Rubiane também experimentou seus
limites em performances anteriores, a exemplo de uma em que tinha de se
movimentar sobre o vidro de um vaso quebrado sem se machucar, enquanto comia
rosas, e de outra em que tomava uma dose específica de medicamento de tarja
preta a cada meia hora, até chegar a um estado de letargia e memória alterada,
completamente diferente do de um corpo sem o ansiolítico. “Essas duas
performances criaram um estado corporal, para mim, muito surpreendente. Me
levaram a outros trabalhos depois que estão reverberando de maneira cada vez
mais profunda, me fazendo pensar conexões entre corpo e tudo ao redor”, aponta
a artista.
“O Jardim”, sem dúvida, foi um
marco para a artista neste encontro com a dança, em um sentido amplo de
movimentação, levando-a ao atual projeto intitulado “Preparação para exercício
aéreo”. Ela conta que, quando estava acompanhando o crescimento das plantas
(feijões), passou a observar o micro movimento delas, como elas iam se apoiando
nas outras, saindo do solo e ganhando o espaço aéreo, quase como em uma
coreografia. “Esse exercício de olhar passou a ser também para o meu corpo. É
um devir vegetal, que é um tempo completamente diferente do nosso. A planta
fazia um micro movimento e eu tentava encontrá-lo no meu corpo e permanecer.

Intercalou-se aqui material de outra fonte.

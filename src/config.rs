//! Environment-driven configuration, shared by the controller, bidder, and
//! snapshot binaries. CLI flags (see `src/bin/*.rs`) override the
//! corresponding environment variable; both fall back to the defaults below.

use crate::announcer::{DEFAULT_ANNOUNCE_PERIOD, DEFAULT_ANNOUNCEMENTS_SUBJECT};
use crate::dispatcher::DEFAULT_DISPATCH_PERIOD;
use crate::observer::default_ttl_for;
use std::time::Duration;

fn default_broker_url() -> String {
    "nats://127.0.0.1:4222".to_string()
}

/// Process configuration, assembled from environment variables prefixed
/// `PACER_`. Durations use `humantime`'s syntax (`"5s"`, `"500ms"`, `"2m"`).
#[derive(Debug, Clone)]
pub struct Config {
    pub broker_url: String,
    pub announcements_subject: String,
    pub announce_period: Duration,
    pub observer_ttl: Duration,
    pub dispatch_period: Duration,
}

impl Default for Config {
    fn default() -> Self {
        Self {
            broker_url: default_broker_url(),
            announcements_subject: DEFAULT_ANNOUNCEMENTS_SUBJECT.to_string(),
            announce_period: DEFAULT_ANNOUNCE_PERIOD,
            observer_ttl: default_ttl_for(DEFAULT_ANNOUNCE_PERIOD),
            dispatch_period: DEFAULT_DISPATCH_PERIOD,
        }
    }
}

impl Config {
    /// Reads `PACER_BROKER_URL`, `PACER_ANNOUNCEMENTS_SUBJECT`,
    /// `PACER_ANNOUNCE_PERIOD`, `PACER_OBSERVER_TTL`, and
    /// `PACER_DISPATCH_PERIOD` from the process environment, falling back to
    /// defaults for anything unset. Per the Open Question resolution in
    /// this crate's design notes, an unset observer TTL defaults to twice
    /// the (possibly overridden) announce period rather than matching it.
    pub fn from_env() -> Self {
        let mut config = Config::default();
        if let Ok(v) = std::env::var("PACER_BROKER_URL") {
            config.broker_url = v;
        }
        if let Ok(v) = std::env::var("PACER_ANNOUNCEMENTS_SUBJECT") {
            config.announcements_subject = v;
        }
        if let Ok(v) = std::env::var("PACER_ANNOUNCE_PERIOD") {
            Self::parse_into(&v, &mut config.announce_period, "PACER_ANNOUNCE_PERIOD");
        }

        config.observer_ttl = default_ttl_for(config.announce_period);
        if let Ok(v) = std::env::var("PACER_OBSERVER_TTL") {
            Self::parse_into(&v, &mut config.observer_ttl, "PACER_OBSERVER_TTL");
        }

        if let Ok(v) = std::env::var("PACER_DISPATCH_PERIOD") {
            Self::parse_into(&v, &mut config.dispatch_period, "PACER_DISPATCH_PERIOD");
        }
        config
    }

    fn parse_into(raw: &str, slot: &mut Duration, var_name: &str) {
        match humantime::parse_duration(raw) {
            Ok(d) => *slot = d,
            Err(e) => tracing::warn!(var_name, error = %e, "ignoring invalid duration"),
        }
    }
}

#[cfg(test)]
mod tests {
    use super::*;

    #[test]
    fn defaults_derive_observer_ttl_from_announce_period() {
        let config = Config::default();
        assert_eq!(config.observer_ttl, config.announce_period * 2);
    }

    #[test]
    fn from_env_falls_back_to_defaults_when_unset() {
        for key in [
            "PACER_BROKER_URL",
            "PACER_ANNOUNCEMENTS_SUBJECT",
            "PACER_ANNOUNCE_PERIOD",
            "PACER_OBSERVER_TTL",
            "PACER_DISPATCH_PERIOD",
        ] {
            std::env::remove_var(key);
        }
        let config = Config::from_env();
        assert_eq!(config.broker_url, default_broker_url());
        assert_eq!(config.observer_ttl, DEFAULT_ANNOUNCE_PERIOD * 2);
    }
}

Comecei a trabalhar com foco no micro movimento, no espaço aéreo e na inação,
de que maneira isso me provocava para um estado de performance-dança, que era
dança das plantas”, diz a artista, que também produziu uma série de cadernos
cheio de desenhos abstratos sobre essa experiência.
Em “Preparação para exercício
aéreo”, que já está em andamento, Rubiane trata da relação do ser humano com o
desejo de voar, tanto a partir da figura do animal-pássaro, quanto por meio de
máquinas. Em seus estudos, uma frase do filósofo Nietzsche a inspirou: “Quem deseja aprender a voar, deve primeiro aprender a caminhar, a correr,
a escalar e a dançar. Não se aprende a voar voando”. A base do projeto,
então, passou a ser ir para lugares de elevada altitude, que remetessem ao voo,
onde ela buscaria se relacionar com esses espaços e registrar essas
experimentações em vídeo.
Desse modo, na primeira etapa do
trabalho, a artista fez uma experiência de 29 dias no deserto da Bolívia,
deixando se contaminar pelas interferências do ambiente, como o clima, a
altitude e a própria paisagem. Nas próximas etapas, Rubiane subirá o Pico da
Bandeira e o Monte Roraima, no Brasil. “São dois projetos: preparação para
exercício aéreo no deserto e preparação para exercício aéreo na montanha, que
estou prestes a executar”, conta.
O corpo na criação compartilhada
Enquanto Rubiane Maia parte,
muitas vezes, de um trabalho individual – ainda que seja permeado por sua
relação com o outro e com o meio em que se insere –, Carla van den Bergen
costuma desenvolver suas criações de forma compartilhada. “Meu processo sempre
tem a ver com o diálogo e parece começar sempre com o que gostaríamos de dizer.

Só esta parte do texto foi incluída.